Katy Sexton was back in familiar waters on her long-awaited competitive return to the pool.
A world and Commonwealth Games champion during a glittering career that also included an Olympic final, the Cosham ace was back in action following a break from the sport she so clearly loves.
The venue for her eagerly-anticipated comeback was the K2 in Crawley for the South East Regionals Masters Championships.
And not content with claiming double gold at the event and reclaiming her spot at the top of the podium, Sexton also set about breaking new ground.
Her victory in the 50m backstroke in a time of 29.84secs broke her own British and European records and provided Sexton with a timely reminder that she can still cut it in the pool.
But despite also going close to setting a new British record in her 50m freestyle win (27.23), the 30-year-old is undecided whether to make a full-time return to competitive action.
‘To break the British and European record I set last year was pretty cool,’ said Sexton, who hadn’t raced in six months.
‘I honestly didn’t think I’d break any records. I had my own personal targets in mind – but it was nice to do what I did.
‘I hadn’t been doing that much training since the summer and thought I needed to get back into it.

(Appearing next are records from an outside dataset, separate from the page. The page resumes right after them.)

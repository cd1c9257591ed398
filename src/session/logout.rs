//! # Logout Teardown
//!
//! Logout runs as an ordered list of [`LogoutStep`]s over a shared
//! [`LogoutContext`]. Steps never abort the pipeline: a step whose
//! precondition is missing reports [`StepOutcome::Skipped`], a step whose
//! collaborator fails reports [`StepOutcome::Failed`], and the next step runs
//! regardless. The caller gets a [`LogoutReport`] naming every step.
//!
//! The standard order:
//!
//! ```text
//! AwaitRelocation -> PinRegion -> ReleaseLoot -> ResolveTerminalPresentation
//! -> BattlegroundLogout -> InvalidInstanceHomebind -> AwaitRelocation
//! -> LeaveMatchmaking -> ResetAccountOnline -> GuildSignOff -> DismissCompanions
//! -> InterruptCasts -> PersistActor -> LeaveChannels -> LeaveGroup
//! -> BroadcastOffline -> DetachActor -> AcknowledgeLogout -> PersistOfflineFlag
//! ```

use crate::config::SessionConfig;
use crate::core::command::OutboundPacket;
use crate::core::guid::ObjectGuid;
use crate::protocol::opcodes;
use crate::utils::metrics::Timer;
use crate::world::storage::{sql, Database, SqlValue, Statement};
use crate::world::{Region, WorldServices};
use std::fmt;
use std::sync::Arc;
use tracing::{debug, info, warn};

/// State threaded through the steps of one teardown.
pub struct LogoutContext<'a> {
    pub services: &'a WorldServices,
    pub config: &'a SessionConfig,
    pub account_id: u32,
    pub actor: ObjectGuid,
    pub persist: bool,
    /// Region pinned for the rest of teardown.
    pub region: Option<Arc<dyn Region>>,
    /// Packets for the client, sent once the pipeline finishes.
    pub outbound: Vec<OutboundPacket>,
}

impl<'a> LogoutContext<'a> {
    pub fn new(
        services: &'a WorldServices,
        config: &'a SessionConfig,
        account_id: u32,
        actor: ObjectGuid,
        persist: bool,
    ) -> Self {
        Self {
            services,
            config,
            account_id,
            actor,
            persist,
            region: None,
            outbound: Vec::new(),
        }
    }
}

#[derive(Debug, Clone, PartialEq, Eq)]
pub enum StepOutcome {
    Done,
    Skipped(&'static str),
    Failed(String),
}

impl StepOutcome {
    pub fn is_done(&self) -> bool {
        matches!(self, StepOutcome::Done)
    }
}

pub trait LogoutStep: Send + Sync {
    fn name(&self) -> &'static str;
    fn run(&self, cx: &mut LogoutContext<'_>) -> StepOutcome;
}

/// Outcome of every step, in execution order.
#[derive(Debug, Clone, Default, PartialEq, Eq)]
pub struct LogoutReport {
    entries: Vec<(&'static str, StepOutcome)>,
}

impl LogoutReport {
    pub fn entries(&self) -> &[(&'static str, StepOutcome)] {
        &self.entries
    }

    /// First outcome recorded for `step`.
    pub fn outcome(&self, step: &str) -> Option<&StepOutcome> {
        self.entries
            .iter()
            .find(|(name, _)| *name == step)
            .map(|(_, outcome)| outcome)
    }

    pub fn failures(&self) -> impl Iterator<Item = &(&'static str, StepOutcome)> {
        self.entries
            .iter()
            .filter(|(_, o)| matches!(o, StepOutcome::Failed(_)))
    }
}

impl fmt::Display for LogoutReport {
    fn fmt(&self, f: &mut fmt::Formatter<'_>) -> fmt::Result {
        let done = self.entries.iter().filter(|(_, o)| o.is_done()).count();
        write!(f, "{done}/{} steps done", self.entries.len())
    }
}

pub struct LogoutPipeline {
    steps: Vec<Box<dyn LogoutStep>>,
}

impl LogoutPipeline {
    pub fn new(steps: Vec<Box<dyn LogoutStep>>) -> Self {
        Self { steps }
    }

    pub fn standard() -> Self {
        Self::new(vec![
            Box::new(AwaitRelocation),
            Box::new(PinRegion),
            Box::new(ReleaseLoot),
            Box::new(ResolveTerminalPresentation),
            Box::new(BattlegroundLogout),
            Box::new(InvalidInstanceHomebind),
            Box::new(AwaitRelocation),
            Box::new(LeaveMatchmaking),
            Box::new(ResetAccountOnline),
            Box::new(GuildSignOff),
            Box::new(DismissCompanions),
            Box::new(InterruptCasts),
            Box::new(PersistActor),
            Box::new(LeaveChannels),
            Box::new(LeaveGroup),
            Box::new(BroadcastOffline),
            Box::new(DetachActor),
            Box::new(AcknowledgeLogout),
            Box::new(PersistOfflineFlag),
        ])
    }

    /// Drop every step called `name`.
    pub fn without(mut self, name: &str) -> Self {
        self.steps.retain(|s| s.name() != name);
        self
    }

    pub fn step_names(&self) -> Vec<&'static str> {
        self.steps.iter().map(|s| s.name()).collect()
    }

    pub fn run(&self, cx: &mut LogoutContext<'_>) -> LogoutReport {
        let _timer = Timer::start("logout");
        let mut report = LogoutReport::default();
        for step in &self.steps {
            let outcome = step.run(cx);
            match &outcome {
                StepOutcome::Done => debug!(step = step.name(), actor = %cx.actor, "Logout step done"),
                StepOutcome::Skipped(reason) => {
                    debug!(step = step.name(), actor = %cx.actor, reason, "Logout step skipped")
                }
                StepOutcome::Failed(reason) => {
                    warn!(step = step.name(), actor = %cx.actor, %reason, "Logout step failed")
                }
            }
            report.entries.push((step.name(), outcome));
        }
        info!(account = cx.account_id, actor = %cx.actor, %report, "Logout teardown finished");
        report
    }
}

impl Default for LogoutPipeline {
    fn default() -> Self {
        Self::standard()
    }
}

impl fmt::Debug for LogoutPipeline {
    fn fmt(&self, f: &mut fmt::Formatter<'_>) -> fmt::Result {
        f.debug_list().entries(self.step_names()).finish()
    }
}

/// Poll until an in-flight far relocation settles, acknowledging it on every poll.
pub struct AwaitRelocation;

impl LogoutStep for AwaitRelocation {
    fn name(&self) -> &'static str {
        "AwaitRelocation"
    }

    fn run(&self, cx: &mut LogoutContext<'_>) -> StepOutcome {
        let actors = &cx.services.actors;
        if !actors.is_being_teleported_far(cx.actor) {
            return StepOutcome::Skipped("no relocation in flight");
        }
        for _ in 0..cx.config.relocation_poll_limit {
            actors.acknowledge_relocation(cx.actor);
            if !actors.is_being_teleported_far(cx.actor) {
                return StepOutcome::Done;
            }
            std::thread::sleep(cx.config.relocation_poll_interval);
        }
        StepOutcome::Failed(format!(
            "relocation still pending after {} polls",
            cx.config.relocation_poll_limit
        ))
    }
}

pub struct PinRegion;

impl LogoutStep for PinRegion {
    fn name(&self) -> &'static str {
        "PinRegion"
    }

    fn run(&self, cx: &mut LogoutContext<'_>) -> StepOutcome {
        cx.region = cx.services.actors.region_of(cx.actor);
        match cx.region {
            Some(_) => StepOutcome::Done,
            None => StepOutcome::Skipped("actor has no region"),
        }
    }
}

pub struct ReleaseLoot;

impl LogoutStep for ReleaseLoot {
    fn name(&self) -> &'static str {
        "ReleaseLoot"
    }

    fn run(&self, cx: &mut LogoutContext<'_>) -> StepOutcome {
        match cx.services.actors.loot_in_progress(cx.actor) {
            Some(loot) => {
                cx.services.actors.release_loot(cx.actor, loot);
                StepOutcome::Done
            }
            None => StepOutcome::Skipped("no loot open"),
        }
    }
}

/// Settle how the actor is left in the world: ghost, combat death,
/// redemption death or pending bind. At most one applies.
pub struct ResolveTerminalPresentation;

impl ResolveTerminalPresentation {
    /// Players credited for a combat logout: the owning player of each
    /// attacker, or the attacker itself when it is an unowned player.
    fn credited_players(region: &dyn Region, victim: ObjectGuid) -> Vec<ObjectGuid> {
        let mut credited = Vec::new();
        for attacker in region.attackers_of(victim) {
            let Some(unit) = region.unit(attacker) else {
                continue;
            };
            let candidate = match unit.owner {
                Some(owner) => owner.is_player().then_some(owner),
                None => unit.is_player().then_some(unit.guid),
            };
            if let Some(player) = candidate {
                if !credited.contains(&player) {
                    credited.push(player);
                }
            }
        }
        credited
    }
}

‘I haven’t actually retired full-time from the pool, I’m more in semi-retirement. So I thought I’d compete in the Masters, which is nice and relaxed, and without too much pressure.
‘To win two medals and pick up a new record on the day was good, but I can’t say either way what I will do now.

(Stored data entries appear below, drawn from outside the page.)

//! # Error Types
//!
//! Error handling for the session engine.
//!
//! Every failure a command can produce maps onto one of five classes
//! (see [`ErrorClass`]). The class decides how the dispatcher reacts:
//!
//! ## Error Classes
//! - **Protocol violations**: truncated or oversized payloads, broken addon blobs.
//!   Logged and dropped; the connection is closed only when policy asks for it.
//! - **State violations**: a command arrived in the wrong session status.
//!   Dropped at debug level, nothing is sent back.
//! - **Validation rejections**: a guard chain refused an action. Rendered to the
//!   client as an equip-error or cast-result where one exists.
//! - **Unknown references**: an opcode, spell, item or unit id that does not resolve.
//! - **Absent subsystems**: a collaborator the step needs is not present.
//!
//! Infrastructure failures (I/O, configuration, persistence) are surfaced to callers.
//!
//! ## Example Usage
//! ```rust
//! use realm_session::error::{ErrorClass, SessionError};
//!
//! let err = SessionError::Malformed { needed: 4, remaining: 1 };
//! assert_eq!(err.class(), ErrorClass::ProtocolViolation);
//! assert!(err.may_close_connection());
//! ```

use crate::core::guid::ObjectGuid;
use crate::validation::Rejection;
use std::io;
use thiserror::Error;

/// Error message constants to reduce allocations in error paths.
pub mod constants {
    /// Payload errors
    pub const ERR_ADDON_BLOB_TOO_LARGE: &str = "Addon info blob exceeds the decompressed size limit";
    pub const ERR_EMPTY_COMMAND: &str = "Command shorter than its opcode header";

    /// State errors
    pub const ERR_NO_ACTOR: &str = "No actor attached to session";
    pub const ERR_ACTOR_ATTACHED: &str = "An actor is already attached to the session";
    pub const ERR_REMOTE_CONTROL: &str = "Command issued while controlling another unit";
    pub const ERR_NOT_OWN_PET: &str = "Unit is neither the pet nor the charm of the actor";

    /// Subsystem errors
    pub const ERR_NO_REGION: &str = "Actor has no region";
}

/// Coarse classification used by the dispatcher to decide how to react.
#[derive(Debug, Clone, Copy, PartialEq, Eq, Hash)]
pub enum ErrorClass {
    ProtocolViolation,
    StateViolation,
    ValidationRejection,
    UnknownReference,
    SubsystemAbsent,
    Infrastructure,
}

/// What kind of id failed to resolve.
#[derive(Debug, Clone, Copy, PartialEq, Eq)]
pub enum ReferenceKind {
    Opcode,
    Spell,
    Item,
    Unit,
    Character,
}

impl std::fmt::Display for ReferenceKind {
    fn fmt(&self, f: &mut std::fmt::Formatter<'_>) -> std::fmt::Result {
        let name = match self {
            ReferenceKind::Opcode => "opcode",
            ReferenceKind::Spell => "spell",
            ReferenceKind::Item => "item",
            ReferenceKind::Unit => "unit",
            ReferenceKind::Character => "character",
        };
        f.write_str(name)
    }
}

// SessionError is the primary error type for all session operations
#[derive(Error, Debug)]
pub enum SessionError {
    #[error("I/O error: {0}")]
    Io(#[from] io::Error),

    #[error("Malformed command: needed {needed} bytes, {remaining} remaining")]
    Malformed { needed: usize, remaining: usize },

    #[error("Malformed command: {0}")]
    MalformedField(&'static str),

    #[error("Command too large: {0} bytes")]
    OversizedCommand(usize),

    #[error("Addon info rejected: {0}")]
    AddonBlob(&'static str),

    #[error("Decompression failed")]
    DecompressionFailure,

    #[error("State violation: {0}")]
    StateViolation(&'static str),

    #[error("Invalid session transition from {from} to {to}")]
    InvalidTransition { from: &'static str, to: &'static str },

    #[error("Action rejected: {0:?}")]
    Rejected(Rejection),

    #[error("Cheat suspected: actor {actor} does not own spell {spell_id}")]
    CheatSuspected { actor: ObjectGuid, spell_id: u32 },

    #[error("Anti-cheat vetoed spell {spell_id}")]
    AntiCheatVeto { spell_id: u32 },

    #[error("Unknown {kind} reference: {id}")]
    UnknownReference { kind: ReferenceKind, id: u64 },

    #[error("Subsystem absent: {0}")]
    SubsystemAbsent(&'static str),

    #[error("Persistence error: {0}")]
    Persistence(String),

    #[error("Configuration error: {0}")]
    ConfigError(String),

    #[error("Connection closed")]
    ConnectionClosed,
}

impl SessionError {
    /// Shorthand for an unresolved id.
    pub fn unknown(kind: ReferenceKind, id: impl Into<u64>) -> Self {
        SessionError::UnknownReference {
            kind,
            id: id.into(),
        }
    }

    /// Map the variant onto its handling class.
    pub fn class(&self) -> ErrorClass {
        match self {
            SessionError::Malformed { .. }
            | SessionError::MalformedField(_)
            | SessionError::OversizedCommand(_)
            | SessionError::AddonBlob(_)
            | SessionError::DecompressionFailure => ErrorClass::ProtocolViolation,
            SessionError::StateViolation(_) | SessionError::InvalidTransition { .. } => {
                ErrorClass::StateViolation
            }
            SessionError::Rejected(_)
            | SessionError::CheatSuspected { .. }
            | SessionError::AntiCheatVeto { .. } => ErrorClass::ValidationRejection,
            SessionError::UnknownReference { .. } => ErrorClass::UnknownReference,
            SessionError::SubsystemAbsent(_) => ErrorClass::SubsystemAbsent,
            SessionError::Io(_)
            | SessionError::Persistence(_)
            | SessionError::ConfigError(_)
            | SessionError::ConnectionClosed => ErrorClass::Infrastructure,
        }
    }

    /// Only protocol violations are allowed to end a connection.
    pub fn may_close_connection(&self) -> bool {
        self.class() == ErrorClass::ProtocolViolation
    }
}

/// Type alias for Results using SessionError
pub type Result<T> = std::result::Result<T, SessionError>;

Sexton added: ‘I love being in the water. After the summer, I initially did nothing, but I was getting the cravings and knew I had to get back into it.

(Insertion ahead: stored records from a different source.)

//! Static spell definitions as the session engine sees them.

/// Aura an effect applies, reduced to the kinds the engine branches on.
#[derive(Debug, Clone, Copy, PartialEq, Eq)]
pub enum AuraKind {
    ModPossess,
    ModPossessPet,
    ModShapeshift,
    SpiritOfRedemption,
    PreventResurrection,
    AreaAura,
    Other(u32),
}

impl AuraKind {
    pub fn is_possession(self) -> bool {
        matches!(self, AuraKind::ModPossess | AuraKind::ModPossessPet)
    }
}

/// Implicit target class of an effect.
#[derive(Debug, Clone, Copy, PartialEq, Eq, Default)]
pub enum ImplicitTarget {
    #[default]
    None,
    Caster,
    Unit,
    Point,
    Area,
}

impl ImplicitTarget {
    pub fn is_point_or_area(self) -> bool {
        matches!(self, ImplicitTarget::Point | ImplicitTarget::Area)
    }
}

#[derive(Debug, Clone, Copy, PartialEq, Eq, Default)]
pub struct SpellEffect {
    pub aura: Option<AuraKind>,
    pub implicit_target: ImplicitTarget,
    /// Spell fired when this effect triggers, 0 for none.
    pub trigger_spell: u32,
}

#[derive(Debug, Clone, PartialEq, Default)]
pub struct SpellInfo {
    pub id: u32,
    pub passive: bool,
    pub positive: bool,
    pub channeled: bool,
    pub cant_cancel: bool,
    pub castable_on_vehicle: bool,
    /// Cannot be used while in combat.
    pub non_combat: bool,
    pub effects: [SpellEffect; 3],
}

impl SpellInfo {
    pub fn new(id: u32) -> Self {
        Self {
            id,
            positive: true,
            ..Self::default()
        }
    }

    pub fn has_possession_aura(&self) -> bool {
        self.effects
            .iter()
            .any(|e| e.aura.is_some_and(AuraKind::is_possession))
    }

    pub fn has_area_aura(&self) -> bool {
        self.effects.iter().any(|e| e.aura == Some(AuraKind::AreaAura))
    }

    pub fn trigger_spells(&self) -> impl Iterator<Item = u32> + '_ {
        self.effects
            .iter()
            .map(|e| e.trigger_spell)
            .filter(|id| *id != 0)
    }
}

‘There’s obviously the nationals in the summer coming up, but I’ll take it as it comes.’
Despite her success in the pool and competing at major events all around the world, Sexton admitted the nerves were getting to her on her comeback appearance.
‘The Masters were nice and relaxed, with no stress or pressure, but I was almost like a complete novice,’ she said.
‘I always get nervous and not competing for six or seven months didn’t help.’
Away from competition, Sexton has been busy passing on her expertise in the sport through her swimming academy.
Based in Havant, it has more than 300 recruits, with the former Portsmouth Northsea member is hoping to unearth one or two stars of the future.
‘The Katy Sexton Swim Academy is doing fantastically well,’ she said.
‘I’m really enjoying it and I’m glad to be able to give something back to the local community.
‘As we live by the sea, it’s important that kids take advantage and learn how to swim.
‘We’ve a lot of talented swimmers and there could be one or two who could make it in the sport.’